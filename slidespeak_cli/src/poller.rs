use crate::api::{GenerateRequest, SlideApi, TaskStatus};
use crate::error::{Error, Result};
use crate::store::JobLog;
use crate::TaskState;
use std::num::NonZeroU32;
use std::time::Duration;

#[derive(Debug, Clone, PartialEq, Eq)]
pub enum PollOutcome {
    Succeeded { url: String, info_url: Option<String> },
    Failed { status: String },
    /// Only produced when a poll limit is configured.
    GaveUp { attempts: u32, last_status: String },
}

/// Waits on a single task until it reaches a terminal state.
pub struct Poller {
    interval: Duration,
    max_polls: Option<NonZeroU32>,
}

impl Poller {
    pub fn new(interval: Duration, max_polls: Option<NonZeroU32>) -> Self {
        Self { interval, max_polls }
    }

    /// Sleeps, fetches the status, records it, and repeats until the task
    /// succeeds or fails. Every observation is written to `log` before the
    /// next poll is issued, so the stored status is always the latest one.
    pub async fn run<A, F>(
        &self,
        api: &A,
        log: &JobLog,
        task_id: &str,
        description: &str,
        mut observer: F,
    ) -> Result<PollOutcome>
    where
        A: SlideApi + ?Sized,
        F: FnMut(&TaskStatus),
    {
        let mut attempts = 0u32;
        let mut last_status = TaskState::Pending.to_string();

        loop {
            if let Some(max) = self.max_polls {
                if attempts >= max.get() {
                    tracing::warn!(task_id, attempts, "giving up on task");
                    return Ok(PollOutcome::GaveUp {
                        attempts,
                        last_status,
                    });
                }
            }

            tokio::time::sleep(self.interval).await;
            attempts += 1;

            let status = api.fetch_status(task_id).await?;
            tracing::debug!(task_id, attempt = attempts, status = %status.task_status, "polled");
            log.upsert(task_id, description, &status.task_status, status.result_url())?;
            observer(&status);

            match TaskState::from(status.task_status.as_str()) {
                TaskState::Success => {
                    let url = match log.find(task_id)? {
                        Some(record) if record.has_url() => record.result_url,
                        _ => {
                            return Err(Error::Api(format!(
                                "task {task_id} succeeded without a result url"
                            )))
                        }
                    };
                    let info_url = Some(status.info_url().to_string()).filter(|u| !u.is_empty());
                    return Ok(PollOutcome::Succeeded { url, info_url });
                }
                TaskState::Failure => {
                    return Ok(PollOutcome::Failed {
                        status: status.task_status,
                    })
                }
                TaskState::Pending | TaskState::Other(_) => last_status = status.task_status,
            }
        }
    }
}

/// Submits a generation request, records it as pending, and polls it to
/// completion.
pub async fn generate<A, F>(
    api: &A,
    log: &JobLog,
    request: &GenerateRequest,
    poller: &Poller,
    observer: F,
) -> Result<(String, PollOutcome)>
where
    A: SlideApi + ?Sized,
    F: FnMut(&TaskStatus),
{
    let task_id = submit(api, log, request).await?;
    let outcome = poller
        .run(api, log, &task_id, &request.plain_text, observer)
        .await?;
    Ok((task_id, outcome))
}

/// Submits without waiting; the task is left `PENDING` in the log.
pub async fn submit<A>(api: &A, log: &JobLog, request: &GenerateRequest) -> Result<String>
where
    A: SlideApi + ?Sized,
{
    log.ensure_initialized()?;
    let submitted = api.submit(request).await?;
    log.upsert(
        &submitted.task_id,
        &request.plain_text,
        &TaskState::Pending.to_string(),
        "",
    )?;
    tracing::info!(task_id = %submitted.task_id, "presentation requested");
    Ok(submitted.task_id)
}
use wasm_bindgen::JsValue;

#[derive(Clone, Debug, PartialEq, Eq)]
pub enum WatchErrorKind {
    /// The platform refused to register the scroll listener.
    Subscribe,
    /// The platform refused to remove a previously registered listener.
    Unsubscribe,
}

/// Failure reported by a [`ScrollContainer`](crate::element::ScrollContainer) implementation.
///
/// The watcher never hands these to the caller: a failed subscribe leaves it
/// unengaged, a failed unsubscribe is logged and forgotten.
#[derive(Clone, Debug)]
pub struct WatchError {
    pub kind: WatchErrorKind,
    pub message: String,
}

impl std::fmt::Display for WatchError {
    fn fmt(&self, f: &mut std::fmt::Formatter<'_>) -> std::fmt::Result {
        write!(f, "{}", self.message)
    }
}

impl std::error::Error for WatchError {}

impl WatchError {
    pub fn subscribe(ctx: impl std::fmt::Display) -> Self {
        Self {
            kind: WatchErrorKind::Subscribe,
            message: format!("failed to add scroll listener: {ctx}"),
        }
    }

    pub fn unsubscribe(ctx: impl std::fmt::Display) -> Self {
        Self {
            kind: WatchErrorKind::Unsubscribe,
            message: format!("failed to remove scroll listener: {ctx}"),
        }
    }

    pub(crate) fn from_js(kind: WatchErrorKind, value: &JsValue) -> Self {
        let ctx = value
            .as_string()
            .unwrap_or_else(|| format!("{value:?}"));
        match kind {
            WatchErrorKind::Subscribe => Self::subscribe(ctx),
            WatchErrorKind::Unsubscribe => Self::unsubscribe(ctx),
        }
    }
}

pub type WatchResult<T> = Result<T, WatchError>;

#[cfg(test)]
mod tests {
    use super::*;

    #[test]
    fn test_error_display_carries_context() {
        let e = WatchError::subscribe("element detached");
        assert_eq!(e.kind, WatchErrorKind::Subscribe);
        assert_eq!(e.to_string(), "failed to add scroll listener: element detached");

        let e = WatchError::unsubscribe("gone");
        assert_eq!(e.kind, WatchErrorKind::Unsubscribe);
        assert!(e.to_string().ends_with("gone"));
    }
}
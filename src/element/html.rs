use super::ScrollContainer;
use crate::error::{WatchError, WatchErrorKind, WatchResult};
use crate::metrics::ScrollMetrics;
use wasm_bindgen::prelude::Closure;
use wasm_bindgen::{JsCast, JsValue};
use web_sys::{AddEventListenerOptions, HtmlElement};

pub const SCROLL_EVENT: &str = "scroll";

// `Element::scroll_top` is integral in web-sys; the DOM value can be fractional.
fn fractional_scroll_top(element: &HtmlElement) -> f64 {
    js_sys::Reflect::get(element, &JsValue::from_str("scrollTop"))
        .ok()
        .and_then(|v| v.as_f64())
        .unwrap_or_else(|| element.scroll_top() as f64)
}

impl ScrollContainer for HtmlElement {
    type Event = web_sys::Event;
    type Listener = Closure<dyn Fn(web_sys::Event)>;

    fn scroll_metrics(&self) -> ScrollMetrics {
        ScrollMetrics::new(
            self.client_height() as f64,
            self.scroll_height() as f64,
            fractional_scroll_top(self),
        )
    }

    fn add_scroll_listener(
        &self,
        handler: Box<dyn Fn(web_sys::Event)>,
    ) -> WatchResult<Self::Listener> {
        let closure = Closure::wrap(handler);

        let options = AddEventListenerOptions::new();
        options.set_capture(false);
        options.set_passive(true);

        self.add_event_listener_with_callback_and_add_event_listener_options(
            SCROLL_EVENT,
            closure.as_ref().unchecked_ref(),
            &options,
        )
        .map_err(|e| WatchError::from_js(WatchErrorKind::Subscribe, &e))?;

        Ok(closure)
    }

    fn remove_scroll_listener(&self, listener: Self::Listener) -> WatchResult<()> {
        self.remove_event_listener_with_callback(SCROLL_EVENT, listener.as_ref().unchecked_ref())
            .map_err(|e| WatchError::from_js(WatchErrorKind::Unsubscribe, &e))
    }
}
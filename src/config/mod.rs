use serde::{Deserialize, Serialize};
use wasm_bindgen::JsValue;

const GAP_KEY: &str = "gap";

/// Options for [`watch`](crate::watcher::watch) and the Leptos hook.
#[derive(Serialize, Deserialize, Clone, Copy, Debug, Default, PartialEq)]
#[serde(default)]
pub struct InfiniteScrollingConfig {
    /// If the distance between the bottom of the scroll container and the vertical
    /// scroll position is less than or equal to this value, the callback fires.
    ///
    /// Negative values behave like `0`.
    pub gap: f64,
}

impl InfiniteScrollingConfig {
    pub fn new(gap: f64) -> Self {
        Self { gap }
    }

    /// The gap actually used by the bottom check. NaN clamps to 0 as well.
    pub fn effective_gap(&self) -> f64 {
        self.gap.max(0.0)
    }

    /// `None` means "no config given", which is `{ gap: 0 }`.
    pub fn resolve(config: Option<Self>) -> Self {
        config.unwrap_or_default()
    }

    /// Read a config off a plain JS object such as `{ gap: 120 }`.
    ///
    /// Anything that isn't an object, or a `gap` that isn't a number, yields the default.
    pub fn from_js(value: &JsValue) -> Self {
        if !value.is_object() {
            return Self::default();
        }

        match js_sys::Reflect::get(value, &JsValue::from_str(GAP_KEY)) {
            Ok(gap) => gap.as_f64().map(Self::new).unwrap_or_default(),
            Err(_) => Self::default(),
        }
    }
}

impl From<f64> for InfiniteScrollingConfig {
    fn from(gap: f64) -> Self {
        Self::new(gap)
    }
}
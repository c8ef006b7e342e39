pub mod use_infinite_scrolling;

pub use use_infinite_scrolling::*;
//! Fire a callback when a scroll container reaches (or comes within `gap` pixels of) its bottom.
//!
//! The core is [`ScrollBottomWatcher`]: it subscribes to an element's `scroll` events,
//! checks the bottom condition on each one, and unsubscribes when it is disengaged or
//! dropped. [`use_infinite_scrolling`] binds it to a Leptos `NodeRef` and component lifetime.
//!
//! ```ignore
//! let list_ref = NodeRef::<html::Div>::new();
//! use_infinite_scrolling_with_options(
//!     list_ref,
//!     move |_| load_more.dispatch(()),
//!     InfiniteScrollingConfig::new(200.0),
//! );
//! view! { <div class="overflow-y-auto" node_ref=list_ref>...</div> }
//! ```

pub mod components;
pub mod config;
pub mod element;
pub mod error;
pub mod metrics;
pub mod watcher;

pub use components::hooks::{
    use_infinite_scrolling, use_infinite_scrolling_with_options, UseInfiniteScrollingReturn,
};
pub use config::InfiniteScrollingConfig;
pub use element::{ElementRef, ScrollContainer};
pub use error::{WatchError, WatchErrorKind, WatchResult};
pub use metrics::ScrollMetrics;
pub use watcher::{watch, ScrollBottomWatcher, Subscription};
//! tick_sim.rs — Fixed-tick flight-phase simulation
//!
//! Advances a virtual clock over the longest feasible mission and derives,
//! for every drone at every tick, its phase, rate-limited displayed speed,
//! time-to-event, on-scene time, and battery remaining.
//!
//! The run is synchronous. Each tick is one yield point: either one
//! `Iterator::next` on [`SimulationRun`] or one batch of callbacks in
//! [`simulate`]. Pacing for a watchable animation belongs to the caller.
//! The only interruption is the [`CancelToken`], checked before each tick.

use std::sync::atomic::{AtomicBool, Ordering};
use std::sync::Arc;

use drone_types::{DroneId, DroneTick, FlightPhase, MissionPlan, TickFrame, TickState};
use serde::Deserialize;
use tracing::info;

use crate::error::SimError;

pub const DEFAULT_TICK_COUNT: usize = 101;
/// Displayed-speed change allowed per tick
pub const DEFAULT_ACCEL_STEP_MPH: f64 = 1.0;
/// Clock span used when no drone is feasible, so grounded drones still render
pub const IDLE_DURATION_SECONDS: f64 = 5.0;

// ── Settings ──────────────────────────────────────────────────────────────────

#[derive(Debug, Clone, Copy, PartialEq, Deserialize)]
#[serde(default)]
pub struct SimSettings {
    pub tick_count: usize,
    pub accel_step_mph: f64,
    pub idle_duration_seconds: f64,
}

impl Default for SimSettings {
    fn default() -> Self {
        Self {
            tick_count: DEFAULT_TICK_COUNT,
            accel_step_mph: DEFAULT_ACCEL_STEP_MPH,
            idle_duration_seconds: IDLE_DURATION_SECONDS,
        }
    }
}

impl SimSettings {
    pub fn validate(&self) -> Result<(), SimError> {
        if self.tick_count < 2 {
            return Err(SimError::TooFewTicks(self.tick_count));
        }
        if !(self.accel_step_mph.is_finite() && self.accel_step_mph > 0.0) {
            return Err(SimError::BadAccelStep(self.accel_step_mph));
        }
        Ok(())
    }
}

// ── Cancellation ──────────────────────────────────────────────────────────────

/// Shared flag that aborts an in-flight run at the next tick boundary.
#[derive(Debug, Clone, Default)]
pub struct CancelToken(Arc<AtomicBool>);

impl CancelToken {
    pub fn new() -> Self {
        Self::default()
    }

    pub fn cancel(&self) {
        self.0.store(true, Ordering::SeqCst);
    }

    pub fn is_cancelled(&self) -> bool {
        self.0.load(Ordering::SeqCst)
    }
}

#[derive(Debug, Clone, Copy, PartialEq, Eq)]
pub enum RunOutcome {
    Completed { ticks: usize },
    Cancelled { ticks_emitted: usize },
}

// ── Phase & battery math ──────────────────────────────────────────────────────

/// Phase of a feasible plan at `t` seconds into the run.
/// Windows are half-open: `[0,out)`, `[out,out+hover)`, `[out+hover,total)`, `[total,∞)`.
pub fn phase_at(plan: &MissionPlan, t: f64) -> FlightPhase {
    if !plan.feasible {
        FlightPhase::Grounded
    } else if t < plan.outbound_seconds {
        FlightPhase::Outbound
    } else if t < plan.return_start_seconds() {
        FlightPhase::OnScene
    } else if t < plan.total_seconds {
        FlightPhase::Return
    } else {
        FlightPhase::Complete
    }
}

/// Seconds spent flying and hovering by `t`.
pub fn elapsed_split(plan: &MissionPlan, t: f64) -> (f64, f64) {
    match phase_at(plan, t) {
        FlightPhase::Grounded => (0.0, 0.0),
        FlightPhase::Outbound => (t, 0.0),
        FlightPhase::OnScene => (plan.outbound_seconds, t - plan.outbound_seconds),
        FlightPhase::Return => (
            plan.outbound_seconds + (t - plan.return_start_seconds()),
            plan.hover_seconds,
        ),
        FlightPhase::Complete => (plan.outbound_seconds * 2.0, plan.hover_seconds),
    }
}

/// Battery left at `t`, as a percentage of full capacity.
pub fn battery_percent_at(plan: &MissionPlan, t: f64) -> f64 {
    if !plan.feasible || plan.battery_capacity_seconds <= 0.0 {
        return 0.0;
    }
    let (flying, hovering) = elapsed_split(plan, t);
    let used = flying * plan.drain_factor + hovering;
    (100.0 - used / plan.battery_capacity_seconds * 100.0).clamp(0.0, 100.0)
}

fn approach(current: f64, target: f64, step: f64) -> f64 {
    if current < target {
        (current + step).min(target)
    } else {
        (current - step).max(target)
    }
}

// ── Per-drone track ───────────────────────────────────────────────────────────

/// Owns the only mutable per-drone state of a run: the displayed speed.
#[derive(Debug, Clone)]
struct DroneTrack {
    id: DroneId,
    plan: MissionPlan,
    speed_mph: f64,
}

impl DroneTrack {
    fn advance(&mut self, t: f64, accel_step_mph: f64) -> TickState {
        let plan = &self.plan;
        if !plan.feasible {
            return TickState::grounded(plan.failure);
        }

        let phase = phase_at(plan, t);
        if phase == FlightPhase::Complete {
            // No residual reading once the drone is home
            self.speed_mph = 0.0;
        } else {
            let target = if phase.is_transit() { plan.effective_speed_mph } else { 0.0 };
            self.speed_mph = approach(self.speed_mph, target, accel_step_mph)
                .max(0.0)
                .min(plan.max_speed_mph);
        }

        let eta_seconds = match phase {
            FlightPhase::Outbound => plan.outbound_seconds - t,
            FlightPhase::Return => plan.total_seconds - t,
            _ => 0.0,
        };
        let on_scene_seconds = match phase {
            FlightPhase::OnScene => t - plan.outbound_seconds,
            FlightPhase::Return | FlightPhase::Complete => plan.hover_seconds,
            _ => 0.0,
        };

        TickState {
            phase,
            speed_mph: self.speed_mph,
            eta_seconds: Some(eta_seconds),
            on_scene_seconds: Some(on_scene_seconds),
            battery_percent: battery_percent_at(plan, t),
            failure: None,
        }
    }
}

// ── Run ───────────────────────────────────────────────────────────────────────

/// One simulation run, yielding a [`TickFrame`] per tick.
pub struct SimulationRun {
    tracks: Vec<DroneTrack>,
    settings: SimSettings,
    sim_duration: f64,
    next_tick: usize,
    cancel: Option<CancelToken>,
}

impl SimulationRun {
    pub fn new(plans: &[(DroneId, MissionPlan)], settings: SimSettings) -> Result<Self, SimError> {
        settings.validate()?;

        let feasible_totals = plans
            .iter()
            .filter(|(_, p)| p.feasible)
            .map(|(_, p)| p.total_seconds);
        let sim_duration = feasible_totals
            .fold(None, |acc: Option<f64>, t| Some(acc.map_or(t, |a| a.max(t))))
            .unwrap_or(settings.idle_duration_seconds);

        let tracks: Vec<DroneTrack> = plans
            .iter()
            .map(|(id, plan)| DroneTrack { id: *id, plan: *plan, speed_mph: 0.0 })
            .collect();

        info!(
            "🚁 Run ready — {} drones ({} feasible), {:.1}s over {} ticks",
            tracks.len(),
            tracks.iter().filter(|t| t.plan.feasible).count(),
            sim_duration,
            settings.tick_count
        );

        Ok(Self { tracks, settings, sim_duration, next_tick: 0, cancel: None })
    }

    pub fn with_cancel(mut self, token: CancelToken) -> Self {
        self.cancel = Some(token);
        self
    }

    pub fn sim_duration(&self) -> f64 {
        self.sim_duration
    }

    pub fn tick_count(&self) -> usize {
        self.settings.tick_count
    }

    pub fn ticks_emitted(&self) -> usize {
        self.next_tick
    }

    /// Virtual clock at a tick index.
    pub fn time_at(&self, tick: usize) -> f64 {
        tick as f64 / (self.settings.tick_count - 1) as f64 * self.sim_duration
    }

    pub fn outcome(&self) -> RunOutcome {
        if self.next_tick >= self.settings.tick_count {
            RunOutcome::Completed { ticks: self.next_tick }
        } else {
            RunOutcome::Cancelled { ticks_emitted: self.next_tick }
        }
    }

    fn cancelled(&self) -> bool {
        self.cancel.as_ref().is_some_and(|c| c.is_cancelled())
    }
}

impl Iterator for SimulationRun {
    type Item = TickFrame;

    fn next(&mut self) -> Option<TickFrame> {
        if self.next_tick >= self.settings.tick_count || self.cancelled() {
            return None;
        }

        let tick = self.next_tick;
        let t = self.time_at(tick);
        let step = self.settings.accel_step_mph;

        let drones = self
            .tracks
            .iter_mut()
            .map(|track| DroneTick { id: track.id, state: track.advance(t, step) })
            .collect();

        self.next_tick += 1;
        Some(TickFrame { tick, sim_time_seconds: t, drones })
    }
}

/// Run to completion (or cancellation), calling `on_tick` for every drone at
/// every tick. All drones of a tick are reported before the next tick starts.
pub fn simulate<F>(
    plans: &[(DroneId, MissionPlan)],
    settings: SimSettings,
    cancel: &CancelToken,
    mut on_tick: F,
) -> Result<RunOutcome, SimError>
where
    F: FnMut(usize, DroneId, &TickState),
{
    let mut run = SimulationRun::new(plans, settings)?.with_cancel(cancel.clone());
    for frame in run.by_ref() {
        for drone in &frame.drones {
            on_tick(frame.tick, drone.id, &drone.state);
        }
    }
    Ok(run.outcome())
}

• _TASK TO COMPLETE_:
Throughout the data above, count the lines where the word "Ordering" occurs, and report that figure alone.

• _OUTPUT OF THE EXERCISE_:
3